- Born: 1975 or 1976 (age 49–50) Katana
- Occupation: Park ranger
- Years active: 2003 to present
- Awards: Gold man environmental award

= Rodrigue Mugaruka Katembo =

Congolese park ranger, activist (born 1976)

Rodrigue Mugaruka Katembo (born 1976 in Katana, South Kivu, DR Congo) is a park ranger from the Democratic Republic of the Congo. He was one of the winners of the 2017 Goldman Environmental Prize for his work protecting Virunga National Park. Katembo risked his life to uncover corruption in the attempts by SOCO International to drill for oil in the park.
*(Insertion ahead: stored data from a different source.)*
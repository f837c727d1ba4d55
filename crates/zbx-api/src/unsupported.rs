//! Unsupported item and discovery-rule lookup for one owning entity.
//!
//! Only rows whose `state` is the not-supported code are returned. As with
//! hosts, the state filter is sent to the server and re-checked locally.

use serde::Deserialize;
use serde_json::{Value, json};
use zbx_core::enums::{EntityKind, RecordKind};
use zbx_core::{MonitoredEntity, UnsupportedRecord};

use crate::{ApiClient, ApiError, STATE_NOT_SUPPORTED, Session};

#[derive(Deserialize)]
struct ChildRow {
    name: String,
    #[serde(default)]
    error: Option<String>,
    #[serde(default, deserialize_with = "crate::rpc::flag")]
    state: Option<String>,
}

impl ApiClient {
    /// Unsupported items owned by `entity`.
    ///
    /// # Errors
    ///
    /// Returns [`ApiError`] if the call fails or the result cannot be parsed.
    pub async fn unsupported_items_of(
        &self,
        session: &Session,
        entity: &MonitoredEntity,
    ) -> Result<Vec<UnsupportedRecord>, ApiError> {
        self.unsupported_children(session, entity, RecordKind::Item).await
    }

    /// Unsupported low-level discovery rules owned by `entity`.
    ///
    /// # Errors
    ///
    /// Returns [`ApiError`] if the call fails or the result cannot be parsed.
    pub async fn unsupported_discovery_rules_of(
        &self,
        session: &Session,
        entity: &MonitoredEntity,
    ) -> Result<Vec<UnsupportedRecord>, ApiError> {
        self.unsupported_children(session, entity, RecordKind::DiscoveryRule)
            .await
    }

    async fn unsupported_children(
        &self,
        session: &Session,
        entity: &MonitoredEntity,
        kind: RecordKind,
    ) -> Result<Vec<UnsupportedRecord>, ApiError> {
        let method = match kind {
            RecordKind::Item => "item.get",
            RecordKind::DiscoveryRule => "discoveryrule.get",
        };
        let rows: Vec<ChildRow> = self
            .call(method, &child_params(entity), Some(session))
            .await?;
        let records = unsupported_records(entity, kind, rows);
        if !records.is_empty() {
            tracing::debug!(
                owner = %entity.name,
                kind = %kind,
                count = records.len(),
                "unsupported entities found"
            );
        }
        Ok(records)
    }
}

fn child_params(entity: &MonitoredEntity) -> Value {
    let owner_field = match entity.kind {
        EntityKind::Host => "hostids",
        EntityKind::Template => "templateids",
    };
    let mut params = json!({
        "output": ["itemid", "name", "error", "state"],
        "filter": { "state": STATE_NOT_SUPPORTED },
    });
    params[owner_field] = Value::String(entity.id.clone());
    params
}

fn unsupported_records(
    entity: &MonitoredEntity,
    kind: RecordKind,
    rows: Vec<ChildRow>,
) -> Vec<UnsupportedRecord> {
    rows.into_iter()
        .filter(|row| row.state.as_deref() == Some(STATE_NOT_SUPPORTED))
        .map(|row| {
            if row.error.as_deref().is_none_or(str::is_empty) {
                tracing::debug!(
                    owner = %entity.name,
                    name = %row.name,
                    "unsupported without error text"
                );
            }
            UnsupportedRecord::new(kind, &entity.name, row.name, row.error.unwrap_or_default())
        })
        .collect()
}
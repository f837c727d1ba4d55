use std::io::IsTerminal;
use std::sync::OnceLock;

use crate::cli::{GlobalFlags, OutputFormat};

/// Terminal capabilities resolved once at startup.
#[derive(Clone, Copy, Debug, Default)]
pub struct UiPrefs {
    pub table_color: bool,
    pub progress: bool,
    pub term_width: Option<usize>,
}

static UI_PREFS: OnceLock<UiPrefs> = OnceLock::new();

pub fn init(flags: &GlobalFlags) {
    let stdout_tty = std::io::stdout().is_terminal();
    let table_color = stdout_tty
        && flags.format == OutputFormat::Table
        && !flags.quiet
        && std::env::var_os("NO_COLOR").is_none();

    // Drawn on stderr, only when both streams are terminals.
    let progress = stdout_tty
        && std::io::stderr().is_terminal()
        && !flags.quiet
        && flags.format != OutputFormat::Json;

    let term_width = std::env::var("COLUMNS")
        .ok()
        .and_then(|value| value.parse::<usize>().ok())
        .filter(|width| *width >= 40);

    let _ = UI_PREFS.set(UiPrefs {
        table_color,
        progress,
        term_width,
    });
}

/// Prefs from [`init`], or everything off when it never ran (tests).
#[must_use]
pub fn prefs() -> UiPrefs {
    UI_PREFS.get().copied().unwrap_or_default()
}
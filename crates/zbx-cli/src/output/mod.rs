use serde::Serialize;
use zbx_core::responses::AuditSummary;

use crate::cli::OutputFormat;
use crate::ui;

pub mod table;

use table::{TableOptions, render_table};

fn render_json<T: Serialize>(value: &T, format: OutputFormat) -> anyhow::Result<String> {
    Ok(match format {
        OutputFormat::Raw => serde_json::to_string(value)?,
        OutputFormat::Json | OutputFormat::Table => serde_json::to_string_pretty(value)?,
    })
}

/// Render the run summary in the requested format.
pub fn render_summary(summary: &AuditSummary, format: OutputFormat) -> anyhow::Result<String> {
    match format {
        OutputFormat::Table => {
            let prefs = ui::prefs();
            Ok(summary_table(
                summary,
                TableOptions {
                    max_width: prefs.term_width,
                    color: prefs.table_color,
                },
            ))
        }
        OutputFormat::Json | OutputFormat::Raw => render_json(summary, format),
    }
}

/// Print the run summary to stdout.
pub fn output_summary(summary: &AuditSummary, format: OutputFormat) -> anyhow::Result<()> {
    let rendered = render_summary(summary, format)?;
    println!("{rendered}");
    Ok(())
}

fn summary_table(summary: &AuditSummary, options: TableOptions) -> String {
    let overview = [
        ("endpoint", summary.endpoint.clone()),
        ("group_by", summary.group_by.to_string()),
        ("layout", summary.layout.to_string()),
        ("hosts_checked", summary.hosts_checked.to_string()),
        ("templates_checked", summary.templates_checked.to_string()),
        ("unsupported_items", summary.unsupported_items.to_string()),
        (
            "unsupported_discovery_rules",
            summary.unsupported_discovery_rules.to_string(),
        ),
        ("unsupported_total", summary.total_findings().to_string()),
    ]
    .into_iter()
    .map(|(key, value)| vec![key.to_string(), value])
    .collect::<Vec<_>>();

    let files = summary
        .files
        .iter()
        .map(|file| {
            vec![
                file.path.clone(),
                file.group_space.to_string(),
                file.kind.map_or_else(|| "all".to_string(), |kind| kind.to_string()),
                file.rows.to_string(),
            ]
        })
        .collect::<Vec<_>>();

    let mut out = render_table(&["key", "value"], &overview, options);
    out.push_str("\n\n");
    if files.is_empty() {
        out.push_str("(no report files)");
    } else {
        out.push_str(&render_table(&["path", "group", "kind", "rows"], &files, options));
    }
    out
}
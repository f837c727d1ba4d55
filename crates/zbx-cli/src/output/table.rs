#[derive(Clone, Copy, Debug, Default)]
pub struct TableOptions {
    pub max_width: Option<usize>,
    pub color: bool,
}

const MIN_COLUMN: usize = 4;

/// Render an aligned plain-text table. Numeric cells are right-aligned.
#[must_use]
pub fn render_table(headers: &[&str], rows: &[Vec<String>], options: TableOptions) -> String {
    let mut widths: Vec<usize> = headers
        .iter()
        .enumerate()
        .map(|(index, header)| {
            rows.iter()
                .filter_map(|row| row.get(index))
                .map(|cell| cell.chars().count())
                .chain([header.chars().count(), MIN_COLUMN])
                .max()
                .unwrap_or(MIN_COLUMN)
        })
        .collect();
    shrink_to_fit(&mut widths, options.max_width);

    let header_line = headers
        .iter()
        .zip(&widths)
        .map(|(header, &width)| pad(&truncate(header, width), width, false))
        .collect::<Vec<_>>()
        .join("  ");
    let divider = "-".repeat(header_line.chars().count());
    let header_line = if options.color {
        format!("\u{1b}[1m{header_line}\u{1b}[0m")
    } else {
        header_line
    };

    let mut lines = vec![header_line, divider];
    for row in rows {
        let line = widths
            .iter()
            .enumerate()
            .map(|(index, &width)| {
                let cell = row.get(index).map_or("-", String::as_str);
                let cell = truncate(cell, width);
                let numeric = is_numeric(&cell);
                pad(&cell, width, numeric)
            })
            .collect::<Vec<_>>()
            .join("  ");
        lines.push(line.trim_end().to_string());
    }
    lines.join("\n")
}

/// Narrow the widest columns one character at a time until the table fits.
fn shrink_to_fit(widths: &mut [usize], max_width: Option<usize>) {
    let Some(max_width) = max_width else {
        return;
    };
    let separators = widths.len().saturating_sub(1) * 2;

    while widths.iter().sum::<usize>() + separators > max_width {
        let widest = widths
            .iter_mut()
            .filter(|width| **width > MIN_COLUMN)
            .max_by_key(|width| **width);
        match widest {
            Some(width) => *width -= 1,
            None => break,
        }
    }
}

fn truncate(value: &str, width: usize) -> String {
    if value.chars().count() <= width {
        return value.to_string();
    }
    let mut out: String = value.chars().take(width.saturating_sub(1)).collect();
    out.push('…');
    out
}

fn is_numeric(value: &str) -> bool {
    !value.is_empty() && value.chars().all(|ch| ch.is_ascii_digit())
}

fn pad(value: &str, width: usize, right_align: bool) -> String {
    let fill = " ".repeat(width.saturating_sub(value.chars().count()));
    if right_align {
        format!("{fill}{value}")
    } else {
        format!("{value}{fill}")
    }
}
use std::path::Path;

use anyhow::Context;
use zbx_config::ZbxConfig;

use crate::cli::ConfigOverrides;

/// Load `.env`, layered configuration, then command-line overrides.
pub fn load_config(overrides: &ConfigOverrides) -> anyhow::Result<ZbxConfig> {
    load_dotenv(Path::new(".env"))?;

    let mut config = ZbxConfig::load().context("failed to load zbx-audit configuration")?;
    apply_overrides(&mut config, overrides);
    config
        .validate()
        .context("invalid command-line options")?;
    Ok(config)
}

fn load_dotenv(path: &Path) -> anyhow::Result<()> {
    if path.exists() {
        dotenvy::from_path(path)
            .with_context(|| format!("failed to load dotenv file at {}", path.display()))?;
    }
    Ok(())
}

/// Command-line values replace whatever the config layers resolved.
pub fn apply_overrides(config: &mut ZbxConfig, overrides: &ConfigOverrides) {
    if let Some(url) = &overrides.url {
        config.api.url.clone_from(url);
    }
    if let Some(username) = &overrides.username {
        config.api.username.clone_from(username);
    }
    if let Some(timeout) = overrides.timeout_secs {
        config.api.timeout_secs = timeout;
    }
    config.api.accept_invalid_certs |= overrides.accept_invalid_certs;
    config.api.bearer_auth |= overrides.bearer_auth;

    if let Some(group_by) = overrides.group_by {
        config.report.group_by = group_by;
    }
    if let Some(layout) = overrides.layout {
        config.report.layout = layout;
    }
    if let Some(output_dir) = &overrides.output_dir {
        config.report.output_dir.clone_from(output_dir);
    }
}

#[cfg(test)]
mod tests {
    use pretty_assertions::assert_eq;
    use zbx_core::enums::{GroupBy, ReportLayout};

    use super::*;

    fn configured() -> ZbxConfig {
        let mut config = ZbxConfig::default();
        config.api.url = "http://config.example/zabbix".into();
        config.api.username = "svc-audit".into();
        config.api.accept_invalid_certs = true;
        config.report.group_by = GroupBy::Template;
        config.report.output_dir = "/var/reports".into();
        config
    }

    #[test]
    fn empty_overrides_keep_config_values() {
        let mut config = configured();
        apply_overrides(&mut config, &ConfigOverrides::default());

        assert_eq!(config.api.url, "http://config.example/zabbix");
        assert_eq!(config.api.username, "svc-audit");
        assert!(config.api.accept_invalid_certs);
        assert_eq!(config.report.group_by, GroupBy::Template);
        assert_eq!(config.report.output_dir, "/var/reports");
    }

    #[test]
    fn flags_take_precedence() {
        let mut config = configured();
        apply_overrides(
            &mut config,
            &ConfigOverrides {
                url: Some("https://cli.example".into()),
                group_by: Some(GroupBy::Both),
                layout: Some(ReportLayout::Combined),
                output_dir: Some("out".into()),
                timeout_secs: Some(5),
                bearer_auth: true,
                ..ConfigOverrides::default()
            },
        );

        assert_eq!(config.api.url, "https://cli.example");
        assert_eq!(config.api.username, "svc-audit");
        assert_eq!(config.api.timeout_secs, 5);
        assert!(config.api.bearer_auth);
        assert_eq!(config.report.group_by, GroupBy::Both);
        assert_eq!(config.report.layout, ReportLayout::Combined);
        assert_eq!(config.report.output_dir, "out");
    }

    #[test]
    fn zero_timeout_flag_fails_validation() {
        let mut config = configured();
        apply_overrides(
            &mut config,
            &ConfigOverrides {
                timeout_secs: Some(0),
                ..ConfigOverrides::default()
            },
        );
        assert!(config.validate().is_err());
    }

    #[test]
    fn missing_dotenv_file_is_not_an_error() {
        let dir = tempfile::tempdir().unwrap();
        assert!(load_dotenv(&dir.path().join(".env")).is_ok());
    }
}
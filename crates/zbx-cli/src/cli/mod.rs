use clap::Parser;
use zbx_core::enums::{GroupBy, ReportLayout};

pub mod global;

pub use global::{GlobalFlags, OutputFormat};

/// Command-line parser for the `zbx-audit` binary.
#[derive(Debug, Parser)]
#[command(
    name = "zbx-audit",
    version,
    about = "Report unsupported items and discovery rules of a Zabbix installation"
)]
pub struct Cli {
    /// Zabbix frontend URL, e.g. http://localhost/zabbix
    #[arg(long)]
    pub url: Option<String>,

    /// Login name (prompted when not configured)
    #[arg(short, long)]
    pub username: Option<String>,

    /// Group findings by: host, template, both
    #[arg(short, long)]
    pub group_by: Option<GroupBy>,

    /// Report layout: per-kind, combined
    #[arg(long)]
    pub layout: Option<ReportLayout>,

    /// Directory the CSV reports are written to
    #[arg(short, long)]
    pub output_dir: Option<String>,

    /// Request timeout in seconds
    #[arg(long)]
    pub timeout: Option<u64>,

    /// Accept invalid TLS certificates
    #[arg(long)]
    pub insecure: bool,

    /// Send the session as an Authorization: Bearer header
    #[arg(long)]
    pub bearer_auth: bool,

    /// Summary format: table, json, raw
    #[arg(short, long, default_value = "table")]
    pub format: OutputFormat,

    /// Quiet mode (errors only, no progress)
    #[arg(short, long)]
    pub quiet: bool,

    /// Verbose mode (debug logging)
    #[arg(short, long)]
    pub verbose: bool,
}

/// Values given on the command line that take precedence over configuration.
#[derive(Debug, Clone, Default, PartialEq, Eq)]
pub struct ConfigOverrides {
    pub url: Option<String>,
    pub username: Option<String>,
    pub group_by: Option<GroupBy>,
    pub layout: Option<ReportLayout>,
    pub output_dir: Option<String>,
    pub timeout_secs: Option<u64>,
    pub accept_invalid_certs: bool,
    pub bearer_auth: bool,
}

impl Cli {
    #[must_use]
    pub const fn global_flags(&self) -> GlobalFlags {
        GlobalFlags {
            format: self.format,
            quiet: self.quiet,
        }
    }

    #[must_use]
    pub fn overrides(&self) -> ConfigOverrides {
        ConfigOverrides {
            url: self.url.clone(),
            username: self.username.clone(),
            group_by: self.group_by,
            layout: self.layout,
            output_dir: self.output_dir.clone(),
            timeout_secs: self.timeout,
            accept_invalid_certs: self.insecure,
            bearer_auth: self.bearer_auth,
        }
    }
}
SOCO's presence threatened the survival of the critically endangered mountain gorillas of which an estimated 480 out the remaining 800 live within the park. The video footage he secretly recorded of SOCO contractors was included in the Netflix documentary Virunga. In 2020 it was announced that Leonardo DiCaprio was producing a feature film adaptation of the documentary; the film was being written and produced by Barry Jenkins. As warden, Katembo has also faced illegal charcoal harvesters, armed poachers and multiple militias.

Katembo's parents were Protestant farmers. At age 14 his hopes of becoming a pastor were thwarted when he was forced to join an armed militia. Katembo has stated that, although his time as a child soldier was traumatizing, he learned skills that later helped him protect against threats within the park.